The device is in the format of mtdX (eg: mtd4) or its label.
mtd recognizes these commands:
        unlock                  unlock the device
        refresh                 refresh mtd partition
        erase                   erase all data on device
        verify <imagefile>|-    verify <imagefile> (use - for stdin) to device
        write <imagefile>|-     write <imagefile> (use - for stdin) to device
        jffs2write <file>       append <file> to the jffs2 partition on the device
        resetbc <device>        reset the uboot boot counter
Following options are available:
        -q                      quiet mode (once: no [w] on writing,
                                           twice: no status messages)

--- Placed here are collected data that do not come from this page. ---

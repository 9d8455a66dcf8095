use crate::gateways::GatewayError;
use reqwest::StatusCode;
use std::time::Duration;

/// Credentials and endpoint shared by the bKash and Nagad checkout APIs.
#[derive(Debug, Clone)]
pub struct ProviderCredentials {
    pub username: String,
    pub password: String,
    pub app_key: String,
    pub app_secret: String,
    pub base_url: String,
}

impl ProviderCredentials {
    pub fn is_complete(&self) -> bool {
        !self.username.is_empty()
            && !self.password.is_empty()
            && !self.app_key.is_empty()
            && !self.app_secret.is_empty()
            && !self.base_url.is_empty()
    }
}

#[derive(Clone)]
pub struct ProviderClient {
    pub provider: &'static str,
    pub credentials: ProviderCredentials,
    pub timeout_ms: u64,
    pub client: reqwest::Client,
}

impl ProviderClient {
    pub fn new(provider: &'static str, credentials: ProviderCredentials, timeout_ms: u64) -> Self {
        Self {
            provider,
            credentials,
            timeout_ms,
            client: reqwest::Client::new(),
        }
    }

    /// POST a JSON body to `{base_url}{path}` and map the outcome onto [`GatewayError`].
    pub async fn post(&self, path: &str, body: serde_json::Value) -> Result<serde_json::Value, GatewayError> {
        if !self.credentials.is_complete() {
            return Err(GatewayError::Disabled(self.provider.to_string()));
        }

        let url = format!("{}{}", self.credentials.base_url.trim_end_matches('/'), path);
        let resp = self
            .client
            .post(&url)
            .basic_auth(&self.credentials.username, Some(&self.credentials.password))
            .header("X-APP-Key", &self.credentials.app_key)
            .json(&body)
            .timeout(Duration::from_millis(self.timeout_ms))
            .send()
            .await;

        let resp = match resp {
            Ok(r) => r,
            Err(e) if e.is_timeout() => {
                tracing::warn!(provider = self.provider, path, "provider call timed out");
                return Err(GatewayError::Timeout);
            }
            Err(e) => {
                tracing::warn!(provider = self.provider, path, error = %e, "provider call failed");
                return Err(GatewayError::Network(e.to_string()));
            }
        };

        let status = resp.status();
        let text = resp.text().await.unwrap_or_default();
        let parsed: Option<serde_json::Value> = serde_json::from_str(&text).ok();

        if status == StatusCode::NOT_FOUND {
            return Err(GatewayError::NotFound(error_message(parsed.as_ref())));
        }
        if status == StatusCode::REQUEST_TIMEOUT || status == StatusCode::GATEWAY_TIMEOUT {
            return Err(GatewayError::Timeout);
        }
        if !status.is_success() {
            return Err(GatewayError::Rejected {
                provider: self.provider.to_string(),
                code: error_code(parsed.as_ref()).unwrap_or_else(|| format!("HTTP_{}", status.as_u16())),
                message: error_message(parsed.as_ref()),
            });
        }

        let v = parsed.ok_or_else(|| GatewayError::Decode(text.chars().take(200).collect()))?;
        // Both providers also report business errors inside 200 responses.
        if let Some(code) = error_code(Some(&v)) {
            return Err(GatewayError::Rejected {
                provider: self.provider.to_string(),
                code,
                message: error_message(Some(&v)),
            });
        }
        Ok(v)
    }

    pub fn verify(&self, payload: &str, signature: &str, timestamp: &str) -> bool {
        crate::gateways::signature::verify(&self.credentials.app_secret, payload, signature, timestamp)
    }
}

fn error_code(v: Option<&serde_json::Value>) -> Option<String> {
    v.and_then(|v| v.get("errorCode"))
        .and_then(|c| c.as_str())
        .filter(|c| !c.is_empty())
        .map(ToString::to_string)
}

fn error_message(v: Option<&serde_json::Value>) -> String {
    v.and_then(|v| v.get("errorMessage").or_else(|| v.get("statusMessage")))
        .and_then(|m| m.as_str())
        .filter(|m| !m.is_empty())
        .unwrap_or("Unknown error")
        .to_string()
}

        -n                      write without first erasing the blocks
        -r                      reboot after successful command
        -f                      force write without trx checks
        -e <device>             erase <device> before executing the command
        -d <name>               directory for jffs2write, defaults to "tmp"

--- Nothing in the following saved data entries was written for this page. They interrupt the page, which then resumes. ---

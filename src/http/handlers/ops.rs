use crate::AppState;
use axum::extract::State;
use axum::response::IntoResponse;
use axum::Json;

pub async fn readiness(State(state): State<AppState>) -> impl IntoResponse {
    let db_ok = state.payment_service.ping().await.is_ok();

    let redis_ok = match &state.redis_client {
        Some(client) => async {
            if let Ok(mut conn) = client.get_multiplexed_async_connection().await {
                let pong: redis::RedisResult<String> = redis::cmd("PING").query_async(&mut conn).await;
                return pong.is_ok();
            }
            false
        }
        .await,
        None => true,
    };

    let gateways = state.payment_service.supported_methods();

    let ok = db_ok && redis_ok;
    let status = if ok {
        axum::http::StatusCode::OK
    } else {
        axum::http::StatusCode::SERVICE_UNAVAILABLE
    };

    (
        status,
        Json(serde_json::json!({
            "ready": ok,
            "db": db_ok,
            "redis": redis_ok,
            "gateways": gateways
        })),
    )
        .into_response()
}

pub async fn liveness() -> impl IntoResponse {
    (axum::http::StatusCode::OK, Json(serde_json::json!({"alive": true}))).into_response()
}
use crate::domain::context::RequestContext;
use crate::domain::user::UserRole;
use crate::error::{AppError, AppResult};

pub mod bulk_actions;
pub mod payment_service;
pub mod user_service;

pub const ADMIN_ROLES: &[UserRole] = &[UserRole::SuperAdmin, UserRole::Moderator];

pub fn require_role(ctx: &RequestContext, allowed: &[UserRole]) -> AppResult<()> {
    if allowed.contains(&ctx.actor_role) {
        return Ok(());
    }
    Err(AppError::Authorization(format!(
        "role {} may not perform this action",
        ctx.actor_role
    )))
}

        -j <name>               integrate <file> into jffs2 data when writing an image
        -s <number>             skip the first n bytes when appending data to the jffs2 partiton, defaults to "0"

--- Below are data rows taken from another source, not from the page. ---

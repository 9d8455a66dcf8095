use crate::domain::user::{KycStatus, User, UserMutation};
use chrono::{DateTime, Utc};
use serde::{Deserialize, Serialize};

#[derive(Debug, Clone, Copy, PartialEq, Eq, Serialize, Deserialize)]
#[serde(rename_all = "SCREAMING_SNAKE_CASE")]
pub enum BulkAction {
    Activate,
    Deactivate,
    Delete,
    VerifyKyc,
}

impl BulkAction {
    pub fn as_str(&self) -> &'static str {
        match self {
            BulkAction::Activate => "ACTIVATE",
            BulkAction::Deactivate => "DEACTIVATE",
            BulkAction::Delete => "DELETE",
            BulkAction::VerifyKyc => "VERIFY_KYC",
        }
    }

    pub fn audit_action_type(&self) -> &'static str {
        match self {
            BulkAction::Activate => "USER_ACTIVATED",
            BulkAction::Deactivate => "USER_DEACTIVATED",
            BulkAction::Delete => "USER_DELETED",
            BulkAction::VerifyKyc => "USER_KYC_VERIFIED",
        }
    }

    /// Delete is soft: the row stays, marked inactive with a tombstone.
    pub fn mutation(&self, now: DateTime<Utc>) -> UserMutation {
        match self {
            BulkAction::Activate => UserMutation {
                is_active: Some(true),
                ..Default::default()
            },
            BulkAction::Deactivate => UserMutation {
                is_active: Some(false),
                ..Default::default()
            },
            BulkAction::Delete => UserMutation {
                is_active: Some(false),
                deleted_at: Some(now),
                ..Default::default()
            },
            BulkAction::VerifyKyc => UserMutation {
                kyc_status: Some(KycStatus::Verified),
                ..Default::default()
            },
        }
    }

    pub fn revokes_sessions(&self) -> bool {
        matches!(self, BulkAction::Deactivate | BulkAction::Delete)
    }
}

#[derive(Debug, Clone, Deserialize)]
#[serde(rename_all = "camelCase")]
pub struct BulkActionRequest {
    #[serde(default)]
    pub user_ids: Vec<String>,
    pub action: BulkAction,
    pub reason: Option<String>,
}

#[derive(Debug, Clone, Serialize)]
#[serde(rename_all = "camelCase")]
pub struct BulkActionResult {
    pub user_id: String,
    pub success: bool,
    pub action: BulkAction,
    #[serde(skip_serializing_if = "Option::is_none")]
    pub data: Option<User>,
    #[serde(skip_serializing_if = "Option::is_none")]
    pub error: Option<String>,
}

impl BulkActionResult {
    pub fn ok(user_id: String, action: BulkAction, user: User) -> Self {
        Self {
            user_id,
            success: true,
            action,
            data: Some(user),
            error: None,
        }
    }

    pub fn failed(user_id: String, action: BulkAction, error: impl Into<String>) -> Self {
        Self {
            user_id,
            success: false,
            action,
            data: None,
            error: Some(error.into()),
        }
    }
}

#[derive(Debug, Clone, Copy, Serialize, PartialEq, Eq)]
pub struct BulkSummary {
    pub total: usize,
    pub successful: usize,
    pub failed: usize,
}

#[derive(Debug, Clone, Serialize)]
pub struct BulkActionReport {
    pub action: BulkAction,
    pub results: Vec<BulkActionResult>,
    pub summary: BulkSummary,
}

impl BulkActionReport {
    pub fn new(action: BulkAction, results: Vec<BulkActionResult>) -> Self {
        let successful = results.iter().filter(|r| r.success).count();
        let summary = BulkSummary {
            total: results.len(),
            successful,
            failed: results.len() - successful,
        };
        Self {
            action,
            results,
            summary,
        }
    }
}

        -p <number>             write beginning at partition offset
        -l <length>             the length of data that we want to dump

Example: To write linux.trx to mtd4 labeled as linux and reboot afterwards
         mtd -r write linux.trx linux

as you can see, you can use the -p option to write at an offset within an MTD partition. you can use this to write to where a partition would lay in the stock partition layout. the original partition layout can be seen in the stock bootlog in the wiki's device page.

notes:

• you CANNOT write to a partition offset simply by writing a bunch of zeros equal in size to the offset before the data of interest followed by the data to the complete partition. this assumes that there are no bad blocks in the MTD area before the offset which in the general case is false for NAND flash.
• you can write to a partition offset using the mtd -p <offset> command.
• you CANNOT assume that you can write size X data to MTD partition of size X, as again that assumes no bad blocks. if you need to continue writing some data to the next MTD partition:
  • write to the first MTD partition, the read that partition to find out how much data actually fit there.
  • skip that amount of data and write the rest to the second MTD partition.
• UBI partitions should be written with ubiformat. you cannot use ubiformat with anything but a complete MTD partition, so you cannot apply the tricks above. but you could restore a UBI partition using MTD wrtite, only if the NAND has not developed new bad blocks in the UBI area, which has a reasonable probability. once again, reading back the MTD area should result in the same length of the backup if no new bad blocks developed.